- Work request
Quote exactly and only this range of lines in the data below: the line that holds "use async_trait::async_trait;" to the line that holds "async fn index(State(state): State<Arc<ApiState>>)", both included.

Collected data

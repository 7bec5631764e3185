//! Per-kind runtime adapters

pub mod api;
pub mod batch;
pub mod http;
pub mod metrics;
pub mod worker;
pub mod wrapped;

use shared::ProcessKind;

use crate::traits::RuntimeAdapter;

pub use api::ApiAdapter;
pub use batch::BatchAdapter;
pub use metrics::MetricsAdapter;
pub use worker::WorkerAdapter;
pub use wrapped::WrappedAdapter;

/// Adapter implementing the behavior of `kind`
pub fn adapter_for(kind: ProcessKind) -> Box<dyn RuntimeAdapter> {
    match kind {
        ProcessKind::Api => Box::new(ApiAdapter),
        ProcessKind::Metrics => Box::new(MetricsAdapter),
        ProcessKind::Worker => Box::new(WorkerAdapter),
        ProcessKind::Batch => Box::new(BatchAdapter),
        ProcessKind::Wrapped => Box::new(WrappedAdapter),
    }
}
==
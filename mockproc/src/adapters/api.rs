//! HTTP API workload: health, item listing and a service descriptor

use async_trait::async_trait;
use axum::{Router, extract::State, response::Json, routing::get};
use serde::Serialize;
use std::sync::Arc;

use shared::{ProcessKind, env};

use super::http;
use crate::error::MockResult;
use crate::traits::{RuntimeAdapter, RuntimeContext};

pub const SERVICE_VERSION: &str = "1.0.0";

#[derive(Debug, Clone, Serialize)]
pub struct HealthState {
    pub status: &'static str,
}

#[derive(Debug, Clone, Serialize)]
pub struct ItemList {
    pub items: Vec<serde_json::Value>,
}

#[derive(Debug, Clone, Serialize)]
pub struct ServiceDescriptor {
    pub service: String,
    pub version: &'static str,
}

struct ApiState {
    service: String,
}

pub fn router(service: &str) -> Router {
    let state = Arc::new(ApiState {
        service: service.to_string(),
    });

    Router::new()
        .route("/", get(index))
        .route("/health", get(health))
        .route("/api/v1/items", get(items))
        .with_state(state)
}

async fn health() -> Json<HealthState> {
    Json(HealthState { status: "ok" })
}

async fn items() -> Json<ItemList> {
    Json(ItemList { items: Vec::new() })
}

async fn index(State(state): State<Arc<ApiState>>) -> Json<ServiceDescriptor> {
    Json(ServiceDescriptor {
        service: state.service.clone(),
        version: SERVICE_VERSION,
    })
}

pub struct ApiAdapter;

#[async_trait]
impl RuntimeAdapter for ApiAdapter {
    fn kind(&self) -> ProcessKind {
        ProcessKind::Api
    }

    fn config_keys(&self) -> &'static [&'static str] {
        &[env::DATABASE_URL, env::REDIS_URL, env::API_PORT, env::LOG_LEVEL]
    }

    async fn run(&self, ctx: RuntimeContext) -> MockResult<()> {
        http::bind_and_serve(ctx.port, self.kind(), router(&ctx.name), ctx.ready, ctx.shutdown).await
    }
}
...
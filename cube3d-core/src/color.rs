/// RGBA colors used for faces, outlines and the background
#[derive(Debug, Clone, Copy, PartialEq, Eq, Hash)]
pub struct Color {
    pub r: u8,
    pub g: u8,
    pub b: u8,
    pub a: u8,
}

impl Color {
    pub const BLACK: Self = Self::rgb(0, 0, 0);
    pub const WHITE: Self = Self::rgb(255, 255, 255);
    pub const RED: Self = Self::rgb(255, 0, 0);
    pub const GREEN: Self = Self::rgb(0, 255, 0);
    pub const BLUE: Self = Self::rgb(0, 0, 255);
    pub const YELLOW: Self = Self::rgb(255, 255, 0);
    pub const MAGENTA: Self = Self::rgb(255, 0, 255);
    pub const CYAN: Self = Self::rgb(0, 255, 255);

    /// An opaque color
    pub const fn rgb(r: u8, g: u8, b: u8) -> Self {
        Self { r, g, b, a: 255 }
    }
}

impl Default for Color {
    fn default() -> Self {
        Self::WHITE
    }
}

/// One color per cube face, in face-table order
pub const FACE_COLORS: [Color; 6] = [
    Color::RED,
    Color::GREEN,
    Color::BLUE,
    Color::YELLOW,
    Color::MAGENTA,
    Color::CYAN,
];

- Finished exercise
use async_trait::async_trait;
use axum::{Router, extract::State, response::Json, routing::get};
use serde::Serialize;
use std::sync::Arc;

use shared::{ProcessKind, env};

use super::http;
use crate::error::MockResult;
use crate::traits::{RuntimeAdapter, RuntimeContext};

pub const SERVICE_VERSION: &str = "1.0.0";

#[derive(Debug, Clone, Serialize)]
pub struct HealthState {
    pub status: &'static str,
}

#[derive(Debug, Clone, Serialize)]
pub struct ItemList {
    pub items: Vec<serde_json::Value>,
}

#[derive(Debug, Clone, Serialize)]
pub struct ServiceDescriptor {
    pub service: String,
    pub version: &'static str,
}

struct ApiState {
    service: String,
}

pub fn router(service: &str) -> Router {
    let state = Arc::new(ApiState {
        service: service.to_string(),
    });

    Router::new()
        .route("/", get(index))
        .route("/health", get(health))
        .route("/api/v1/items", get(items))
        .with_state(state)
}

async fn health() -> Json<HealthState> {
    Json(HealthState { status: "ok" })
}

async fn items() -> Json<ItemList> {
    Json(ItemList { items: Vec::new() })
}

async fn index(State(state): State<Arc<ApiState>>) -> Json<ServiceDescriptor> {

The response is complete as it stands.